Problem » Word for word, restate the lines of the material below from its first line through the one containing "- An unreadable". Omit the rest.

------

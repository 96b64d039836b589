//! # Credential Vault
//!
//! Stores the remote account's credentials on-device, guarded by a PIN.
//!
//! ## What Is Stored
//! ```text
//! ┌─────────────────────────────────────────────────────────────────────────┐
//! │                     credential_vault row                                │
//! │                                                                         │
//! │  account_identifier   plaintext (it is not a secret)                   │
//! │  pin_hash             Argon2id PHC string - verification only          │
//! │  encrypted_secret     the account password, sealed under a key         │
//! │                       derived from the PIN                             │
//! │                                                                         │
//! │  NEVER stored: the PIN, the plaintext secret, the derived key.         │
//! └─────────────────────────────────────────────────────────────────────────┘
//! ```
//!
//! ## Fail-Closed Rules
//! - A wrong PIN and a corrupt sealed blob both surface as
//!   [`SyncError::IncorrectPin`]; nothing above this layer can tell them
//!   apart.
//! - An unreadable vault row is treated as "no vault configured". The user
//!   re-runs setup; the library never guesses at corrupted contents.

use chrono::{DateTime, Utc};
use tracing::{info, warn};
use zeroize::Zeroizing;

use solace_core::validation::{validate_account_identifier, validate_pin, validate_secret};
use solace_core::VaultRecord;
use solace_crypto::{pin_hash, seal};
use solace_db::{Database, DbError};

use crate::error::{SyncError, SyncResult};

// =============================================================================
// Types
// =============================================================================

/// Credentials recovered by a successful unlock. The secret zeroizes on
/// drop; hold this only as long as the sign-in call needs it.
pub struct UnlockedCredentials {
    /// The remote account's login identifier.
    pub account_identifier: String,

    /// The remote account's plaintext secret.
    pub secret: Zeroizing<Vec<u8>>,
}

/// What the UI needs to know about the vault without unlocking it.
#[derive(Debug, Clone, PartialEq, Eq)]
pub enum VaultStatus {
    /// A vault exists and is readable.
    Configured {
        account_identifier: String,
        biometric_enabled: bool,
        created_at: DateTime<Utc>,
    },

    /// No vault, or an unreadable one (fail closed).
    NotConfigured,
}

// =============================================================================
// Credential Vault
// =============================================================================

/// PIN-guarded storage for the remote account's credentials.
#[derive(Clone)]
pub struct CredentialVault {
    db: Database,
}

impl CredentialVault {
    /// Creates a vault over the given database.
    pub fn new(db: Database) -> Self {
        CredentialVault { db }
    }

    /// Configures (or reconfigures) the vault.
    ///
    /// Validates all inputs first, then writes the verification hash and
    /// the sealed secret as one row. A previous vault is overwritten
    /// wholesale; there is never a row with one half updated.
    pub async fn setup(
        &self,
        account_identifier: &str,
        pin: &str,
        secret: &[u8],
        biometric_enabled: bool,
    ) -> SyncResult<()> {
        validate_account_identifier(account_identifier)?;
        validate_pin(pin)?;
        validate_secret(secret)?;

        let record = VaultRecord {
            account_identifier: account_identifier.to_string(),
            pin_hash: pin_hash::hash(pin)?,
            encrypted_secret: seal::seal(secret, pin)?,
            biometric_enabled,
            created_at: Utc::now(),
        };

        self.db.vault().replace(&record).await?;

        info!(account = %account_identifier, biometric_enabled, "Vault configured");
        Ok(())
    }

    /// Checks a PIN attempt against the verification hash without touching
    /// the sealed secret.
    pub async fn verify(&self, pin: &str) -> SyncResult<bool> {
        validate_pin(pin)?;
        let record = self.readable_record().await?.ok_or(SyncError::NoVaultConfigured)?;
        Ok(pin_hash::verify(pin, &record.pin_hash))
    }

    /// Unlocks the vault, recovering the plaintext credentials.
    ///
    /// ## Errors
    /// * [`SyncError::NoVaultConfigured`] - no vault (or unreadable row)
    /// * [`SyncError::IncorrectPin`] - wrong PIN, or a sealed blob that
    ///   fails authentication
    pub async fn unlock(&self, pin: &str) -> SyncResult<UnlockedCredentials> {
        validate_pin(pin)?;

        let record = self.readable_record().await?.ok_or(SyncError::NoVaultConfigured)?;

        if !pin_hash::verify(pin, &record.pin_hash) {
            return Err(SyncError::IncorrectPin);
        }

        // The verification hash passed, so a failure here means the blob
        // itself is bad; it still surfaces as IncorrectPin.
        let secret = seal::open(&record.encrypted_secret, pin)?;

        Ok(UnlockedCredentials {
            account_identifier: record.account_identifier,
            secret,
        })
    }

    /// Removes the vault row. Idempotent; the action queue is untouched.
    pub async fn clear(&self) -> SyncResult<()> {
        self.db.vault().clear().await?;
        Ok(())
    }

    /// Toggles biometric gating on the existing vault.
    pub async fn set_biometric_enabled(&self, enabled: bool) -> SyncResult<()> {
        self.db.vault().set_biometric_enabled(enabled).await.map_err(|e| match e {
            DbError::NotFound { .. } => SyncError::NoVaultConfigured,
            other => other.into(),
        })
    }

    /// Reports the vault's state for the UI.
    pub async fn status(&self) -> SyncResult<VaultStatus> {
        match self.readable_record().await? {
            Some(record) => Ok(VaultStatus::Configured {
                account_identifier: record.account_identifier,
                biometric_enabled: record.biometric_enabled,
                created_at: record.created_at,
            }),
            None => Ok(VaultStatus::NotConfigured),
        }
    }

    /// Reads the vault row, collapsing a corrupt row into `None`.
    async fn readable_record(&self) -> SyncResult<Option<VaultRecord>> {
        match self.db.vault().get().await {
            Ok(record) => Ok(record),
            Err(DbError::CorruptRecord { table, reason }) => {
                warn!(table, reason, "Unreadable vault row; treating as not configured");
                Ok(None)
            }
            Err(e) => Err(e.into()),
        }
    }
}

// =============================================================================
// Unit Tests
// =============================================================================

#[cfg(test)]
mod tests {
    use super::*;
    use solace_db::DbConfig;

    async fn vault() -> CredentialVault {
        let db = Database::new(DbConfig::in_memory()).await.unwrap();
        CredentialVault::new(db)
    }

    #[tokio::test]
    async fn test_setup_then_unlock_round_trips() {
        let vault = vault().await;
        vault
            .setup("user@example.com", "4821", b"remote-password", false)
            .await
            .unwrap();

        let creds = vault.unlock("4821").await.unwrap();
        assert_eq!(creds.account_identifier, "user@example.com");
        assert_eq!(creds.secret.as_slice(), b"remote-password");
    }

    #[tokio::test]
    async fn test_wrong_pin_is_incorrect_pin() {
        let vault = vault().await;
        vault
            .setup("user@example.com", "4821", b"remote-password", false)
            .await
            .unwrap();

        assert!(matches!(
            vault.unlock("0000").await,
            Err(SyncError::IncorrectPin)
        ));
        assert!(!vault.verify("0000").await.unwrap());
        assert!(vault.verify("4821").await.unwrap());
    }

    #[tokio::test]
    async fn test_malformed_pin_rejected_before_any_crypto() {
        let vault = vault().await;
        assert!(matches!(
            vault.unlock("12a4").await,
            Err(SyncError::InvalidPin(_))
        ));
        assert!(matches!(
            vault.setup("user@example.com", "123", b"s", false).await,
            Err(SyncError::InvalidPin(_))
        ));
    }

    #[tokio::test]
    async fn test_unlock_without_vault() {
        let vault = vault().await;
        assert!(matches!(
            vault.unlock("4821").await,
            Err(SyncError::NoVaultConfigured)
        ));
        assert_eq!(vault.status().await.unwrap(), VaultStatus::NotConfigured);
    }

    #[tokio::test]
    async fn test_clear_returns_to_not_configured() {
        let vault = vault().await;
        vault
            .setup("user@example.com", "4821", b"secret", true)
            .await
            .unwrap();

        vault.clear().await.unwrap();
        assert_eq!(vault.status().await.unwrap(), VaultStatus::NotConfigured);
        assert!(matches!(
            vault.unlock("4821").await,
            Err(SyncError::NoVaultConfigured)
        ));

        // Idempotent.
        vault.clear().await.unwrap();
    }

    #[tokio::test]
    async fn test_reconfigure_replaces_previous_vault() {
        let vault = vault().await;
        vault.setup("a@example.com", "1111", b"old", false).await.unwrap();
        vault.setup("b@example.com", "2222", b"new", false).await.unwrap();

        // Old PIN no longer works; new one recovers the new secret.
        assert!(matches!(
            vault.unlock("1111").await,
            Err(SyncError::IncorrectPin)
        ));
        let creds = vault.unlock("2222").await.unwrap();
        assert_eq!(creds.account_identifier, "b@example.com");
        assert_eq!(creds.secret.as_slice(), b"new");
    }

    #[tokio::test]
    async fn test_biometric_toggle_requires_vault() {
        let vault = vault().await;
        assert!(matches!(
            vault.set_biometric_enabled(true).await,
            Err(SyncError::NoVaultConfigured)
        ));

        vault.setup("user@example.com", "4821", b"s", false).await.unwrap();
        vault.set_biometric_enabled(true).await.unwrap();

        match vault.status().await.unwrap() {
            VaultStatus::Configured { biometric_enabled, .. } => assert!(biometric_enabled),
            other => panic!("unexpected status: {other:?}"),
        }
    }

    #[tokio::test]
    async fn test_corrupt_row_fails_closed_to_not_configured() {
        let db = Database::new(DbConfig::in_memory()).await.unwrap();
        let vault = CredentialVault::new(db.clone());

        sqlx::query(
            r#"
            INSERT INTO credential_vault
                (id, account_identifier, pin_hash, encrypted_secret, biometric_enabled, created_at)
            VALUES (1, 'user@example.com', 'hash', X'01', 0, 'garbage')
            "#,
        )
        .execute(db.pool())
        .await
        .unwrap();

        assert_eq!(vault.status().await.unwrap(), VaultStatus::NotConfigured);
        assert!(matches!(
            vault.unlock("4821").await,
            Err(SyncError::NoVaultConfigured)
        ));
    }
}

------

Output of the task »
repository 96b64d039836b589
//! # Credential Vault
//!
//! Stores the remote account's credentials on-device, guarded by a PIN.
//!
//! ## What Is Stored
//! ```text
//! ┌─────────────────────────────────────────────────────────────────────────┐
//! │                     credential_vault row                                │
//! │                                                                         │
//! │  account_identifier   plaintext (it is not a secret)                   │
//! │  pin_hash             Argon2id PHC string - verification only          │
//! │  encrypted_secret     the account password, sealed under a key         │
//! │                       derived from the PIN                             │
//! │                                                                         │
//! │  NEVER stored: the PIN, the plaintext secret, the derived key.         │
//! └─────────────────────────────────────────────────────────────────────────┘
//! ```
//!
//! ## Fail-Closed Rules
//! - A wrong PIN and a corrupt sealed blob both surface as
//!   [`SyncError::IncorrectPin`]; nothing above this layer can tell them
//!   apart.
//! - An unreadable vault row is treated as "no vault configured". The user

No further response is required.